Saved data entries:
━━━━━━━━━━━━━━━━━━━━━━━━━━━━━━

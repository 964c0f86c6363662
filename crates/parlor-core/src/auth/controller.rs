//! Session lifecycle: bootstrap, login, logout and token refresh.
//!
//! `SessionController` is the only writer of `Session`. Three timelines touch
//! it concurrently (startup `init`, user-driven login/logout, and the
//! background refresh loop), so every operation that suspends on the network
//! records the session generation first and applies its result only if the
//! generation is unchanged. A logout always moves the generation forward,
//! which makes it authoritative over anything still in flight.

use std::sync::Arc;

use chrono::Duration;
use serde_json::Value;
use tokio::sync::OnceCell;
use tracing::{debug, info, warn};

use crate::api::AuthBackend;
use crate::models::{Credentials, Registration, UserProfile};

use super::credentials::CredentialStore;
use super::error::AuthError;
use super::session::{ErrorKind, Session, SessionPhase};
use super::token;

/// How a `refresh_token` call ended.
#[derive(Debug, Clone, Copy, PartialEq, Eq)]
pub enum RefreshOutcome {
    /// A new token is stored and in use.
    Refreshed,
    /// The token was expired or the backend refused; the session is anonymous.
    LoggedOut,
    /// Nothing to refresh.
    NotAuthenticated,
    /// The session changed while the request was in flight; result dropped.
    Discarded,
    /// `refresh_if_due` found the token still comfortably valid.
    NotDue,
}

pub struct SessionController {
    backend: Arc<dyn AuthBackend>,
    store: Arc<dyn CredentialStore>,
    session: Arc<Session>,
    init_once: OnceCell<()>,
    ttl_days: Option<u32>,
}

impl SessionController {
    pub fn new(backend: Arc<dyn AuthBackend>, store: Arc<dyn CredentialStore>) -> Self {
        Self::with_session(backend, store, Arc::new(Session::new()))
    }

    pub fn with_session(
        backend: Arc<dyn AuthBackend>,
        store: Arc<dyn CredentialStore>,
        session: Arc<Session>,
    ) -> Self {
        Self {
            backend,
            store,
            session,
            init_once: OnceCell::new(),
            ttl_days: None,
        }
    }

    /// Lifetime passed to the store on every save.
    pub fn with_ttl_days(mut self, days: u32) -> Self {
        self.ttl_days = Some(days);
        self
    }

    pub fn session(&self) -> &Arc<Session> {
        &self.session
    }

    /// `Authorization` header value for other authenticated requests.
    pub fn authorization(&self) -> Option<String> {
        let state = self.session.read();
        if !state.is_authenticated() {
            return None;
        }
        state.credential().map(|t| format!("Bearer {}", t))
    }

    // =========================================================================
    // Bootstrap
    // =========================================================================

    /// Restore the stored session, once per process.
    ///
    /// Concurrent callers share a single run; later calls return immediately.
    /// `initialized` is set when this resolves, whatever the outcome.
    pub async fn init(&self) {
        self.init_once.get_or_init(|| self.run_init()).await;
    }

    async fn run_init(&self) {
        let generation = {
            let mut state = self.session.write();
            if state.is_initialized() {
                return;
            }
            if state.is_authenticated() {
                debug!("Session already authenticated, nothing to restore");
                state.mark_initialized();
                return;
            }
            state.set_phase(SessionPhase::Initializing);
            state.generation()
        };

        let stored = self.store.load().filter(|t| token::is_valid(Some(t)));
        match stored {
            None => {
                debug!("No valid stored token");
                self.settle_anonymous(generation);
            }
            Some(token) => {
                {
                    let mut state = self.session.write();
                    if state.generation() == generation {
                        state.set_tentative_credential(token.clone());
                    }
                }
                match self.backend.me(&token).await {
                    Ok(user) => {
                        let mut state = self.session.write();
                        if state.generation() == generation {
                            info!(user = ?user.username(), "Session restored");
                            state.authenticate(user, token);
                        } else {
                            debug!("Session changed during init, keeping newer state");
                        }
                    }
                    Err(e) => {
                        warn!(error = %e, "Stored token rejected by backend");
                        self.settle_anonymous(generation);
                    }
                }
            }
        }

        self.session.write().mark_initialized();
    }

    /// Drop to anonymous and forget the stored token, unless a newer
    /// operation already owns the session.
    fn settle_anonymous(&self, generation: u64) {
        let mut state = self.session.write();
        if state.generation() == generation {
            state.reset(SessionPhase::Anonymous);
            self.store.clear();
        }
    }

    // =========================================================================
    // User actions
    // =========================================================================

    pub async fn register(&self, form: &Registration) -> Result<Value, AuthError> {
        match self.backend.register(form).await {
            Ok(body) => {
                self.session.write().clear_error(ErrorKind::Register);
                info!(username = %form.username, "Registration succeeded");
                Ok(body)
            }
            Err(e) => {
                let err = AuthError::from(e);
                warn!(error = %err, "Registration failed");
                self.session
                    .write()
                    .set_error(ErrorKind::Register, err.user_message());
                Err(err)
            }
        }
    }

    /// Exchange credentials for a token and confirm it with the identity
    /// endpoint. Either both succeed and the session is authenticated, or the
    /// session ends anonymous with nothing persisted.
    pub async fn login(&self, credentials: &Credentials) -> Result<UserProfile, AuthError> {
        let generation = self.session.write().advance();
        info!(user = %credentials.identifier, "Logging in");

        let result = self.try_login(credentials, generation).await;
        if let Err(ref err) = result {
            warn!(error = %err, "Login failed");
            let mut state = self.session.write();
            if state.generation() == generation {
                state.reset(SessionPhase::Anonymous);
                self.store.clear();
                state.set_error(ErrorKind::Login, err.user_message());
            }
        }
        result
    }

    async fn try_login(
        &self,
        credentials: &Credentials,
        generation: u64,
    ) -> Result<UserProfile, AuthError> {
        let response = self.backend.login(credentials).await?;
        let token = response.access_token;
        if !token::is_valid(Some(&token)) {
            return Err(AuthError::InvalidToken);
        }

        {
            let mut state = self.session.write();
            if state.generation() != generation {
                return Err(AuthError::Superseded);
            }
            self.store.save(&token, self.ttl_days);
            state.set_tentative_credential(token.clone());
        }

        let user = self.backend.me(&token).await.map_err(AuthError::Profile)?;

        let mut state = self.session.write();
        if state.generation() != generation {
            return Err(AuthError::Superseded);
        }
        state.authenticate(user.clone(), token);
        state.clear_error(ErrorKind::Login);
        info!(user = ?user.username(), "Login successful");
        Ok(user)
    }

    /// Forget the session locally, then tell the backend. Never fails.
    pub async fn logout(&self) {
        let (token, generation) = {
            let mut state = self.session.write();
            let token = state
                .credential()
                .map(str::to_string)
                .or_else(|| self.store.load());
            state.reset(SessionPhase::LoggingOut);
            self.store.clear();
            (token, state.generation())
        };

        if let Some(token) = token {
            if let Err(e) = self.backend.logout(&token).await {
                warn!(error = %e, "Logout notification failed");
            }
        }

        let mut state = self.session.write();
        if state.generation() == generation {
            state.set_phase(SessionPhase::Anonymous);
        }
        info!("Logged out");
    }

    // =========================================================================
    // Refresh
    // =========================================================================

    /// Trade the current token for a fresh one.
    ///
    /// An already expired token is not sent; the session is logged out
    /// instead. Any failure also ends in logout.
    pub async fn refresh_token(&self) -> RefreshOutcome {
        enum Start {
            Skip,
            Expired,
            Send(String, u64),
        }

        let start = {
            let mut state = self.session.write();
            if !state.is_authenticated() {
                Start::Skip
            } else {
                match state.credential().filter(|t| token::is_valid(Some(t))) {
                    Some(current) => {
                        let current = current.to_string();
                        state.set_phase(SessionPhase::Refreshing);
                        Start::Send(current, state.generation())
                    }
                    None => Start::Expired,
                }
            }
        };

        let (current, generation) = match start {
            Start::Skip => return RefreshOutcome::NotAuthenticated,
            Start::Expired => {
                debug!("Token expired before refresh, logging out");
                self.logout().await;
                return RefreshOutcome::LoggedOut;
            }
            Start::Send(current, generation) => (current, generation),
        };

        let refreshed = match self.backend.refresh(&current).await {
            Ok(response) if token::is_valid(Some(&response.access_token)) => {
                Ok(response.access_token)
            }
            Ok(_) => Err("Invalid token received".to_string()),
            Err(e) => Err(e.to_string()),
        };

        match refreshed {
            Ok(new_token) => {
                let mut state = self.session.write();
                if state.generation() != generation || !state.is_authenticated() {
                    debug!("Session changed during refresh, discarding new token");
                    return RefreshOutcome::Discarded;
                }
                self.store.save(&new_token, self.ttl_days);
                state.replace_credential(new_token);
                debug!("Token refreshed");
                RefreshOutcome::Refreshed
            }
            Err(reason) => {
                let stale = {
                    let state = self.session.read();
                    state.generation() != generation || state.credential() != Some(current.as_str())
                };
                if stale {
                    debug!(reason = %reason, "Refresh failed for a token no longer in use");
                    return RefreshOutcome::Discarded;
                }
                warn!(reason = %reason, "Token refresh failed, logging out");
                self.logout().await;
                RefreshOutcome::LoggedOut
            }
        }
    }

    /// Refresh only when the token is expired or expires within `buffer`.
    pub async fn refresh_if_due(&self, buffer: Duration) -> RefreshOutcome {
        let due = {
            let state = self.session.read();
            if !state.is_authenticated() {
                return RefreshOutcome::NotAuthenticated;
            }
            match state.credential() {
                Some(t) => !token::is_valid(Some(t)) || token::needs_refresh(t, buffer),
                None => true,
            }
        };
        if due {
            self.refresh_token().await
        } else {
            RefreshOutcome::NotDue
        }
    }
}

#[cfg(test)]
mod tests {
    use std::sync::atomic::{AtomicUsize, Ordering};

    use async_trait::async_trait;
    use base64::engine::general_purpose::URL_SAFE_NO_PAD;
    use base64::Engine;
    use chrono::Utc;
    use serde_json::json;

    use super::*;
    use crate::api::ApiError;
    use crate::auth::MemoryStore;
    use crate::models::TokenResponse;

    #[derive(Default)]
    struct CountingBackend {
        refresh_calls: AtomicUsize,
        logout_calls: AtomicUsize,
    }

    #[async_trait]
    impl AuthBackend for CountingBackend {
        async fn register(&self, _: &Registration) -> Result<Value, ApiError> {
            Err(ApiError::InvalidResponse("unused".into()))
        }
        async fn login(&self, _: &Credentials) -> Result<TokenResponse, ApiError> {
            Err(ApiError::InvalidResponse("unused".into()))
        }
        async fn me(&self, _: &str) -> Result<UserProfile, ApiError> {
            Err(ApiError::InvalidResponse("unused".into()))
        }
        async fn logout(&self, _: &str) -> Result<(), ApiError> {
            self.logout_calls.fetch_add(1, Ordering::SeqCst);
            Ok(())
        }
        async fn refresh(&self, _: &str) -> Result<TokenResponse, ApiError> {
            self.refresh_calls.fetch_add(1, Ordering::SeqCst);
            Ok(TokenResponse {
                access_token: token_expiring_in(3600),
                token_type: None,
            })
        }
    }

    fn token_expiring_in(secs: i64) -> String {
        let claims = json!({"sub": "alice", "exp": Utc::now().timestamp() + secs});
        format!(
            "h.{}.s",
            URL_SAFE_NO_PAD.encode(serde_json::to_vec(&claims).unwrap())
        )
    }

    #[tokio::test]
    async fn test_refresh_with_expired_token_logs_out_without_request() {
        let backend = Arc::new(CountingBackend::default());
        let expired = token_expiring_in(-1);
        let store = Arc::new(MemoryStore::with_token(&expired));
        let session = Arc::new(Session::new());
        session.write().authenticate(
            UserProfile::new(serde_json::Map::from_iter([("id".to_string(), json!(1))])),
            expired,
        );
        let controller = SessionController::with_session(backend.clone(), store.clone(), session);

        assert_eq!(controller.refresh_token().await, RefreshOutcome::LoggedOut);

        assert_eq!(backend.refresh_calls.load(Ordering::SeqCst), 0);
        assert_eq!(backend.logout_calls.load(Ordering::SeqCst), 1);
        let state = controller.session().read();
        assert!(!state.is_authenticated());
        assert_eq!(state.phase(), SessionPhase::Anonymous);
        drop(state);
        assert_eq!(store.load(), None);
    }
}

━━━━━━━━━━━━━━━━━━━━━━━━━━━━━━

- [About this exercise]
Reproduce, exactly as they stand in the data above, the lines from the one that holds "flight; result dropped." to the one that holds "calls return immediately.", inclusive.

- [Exercise solution]
    /// The session changed while the request was in flight; result dropped.
    Discarded,
    /// `refresh_if_due` found the token still comfortably valid.
    NotDue,
}

pub struct SessionController {
    backend: Arc<dyn AuthBackend>,
    store: Arc<dyn CredentialStore>,
    session: Arc<Session>,
    init_once: OnceCell<()>,
    ttl_days: Option<u32>,
}

impl SessionController {
    pub fn new(backend: Arc<dyn AuthBackend>, store: Arc<dyn CredentialStore>) -> Self {
        Self::with_session(backend, store, Arc::new(Session::new()))
    }

    pub fn with_session(
        backend: Arc<dyn AuthBackend>,
        store: Arc<dyn CredentialStore>,
        session: Arc<Session>,
    ) -> Self {
        Self {
            backend,
            store,
            session,
            init_once: OnceCell::new(),
            ttl_days: None,
        }
    }

    /// Lifetime passed to the store on every save.
    pub fn with_ttl_days(mut self, days: u32) -> Self {
        self.ttl_days = Some(days);
        self
    }

    pub fn session(&self) -> &Arc<Session> {
        &self.session
    }

    /// `Authorization` header value for other authenticated requests.
    pub fn authorization(&self) -> Option<String> {
        let state = self.session.read();
        if !state.is_authenticated() {
            return None;
        }
        state.credential().map(|t| format!("Bearer {}", t))
    }

    // =========================================================================
    // Bootstrap
    // =========================================================================

    /// Restore the stored session, once per process.
    ///
    /// Concurrent callers share a single run; later calls return immediately.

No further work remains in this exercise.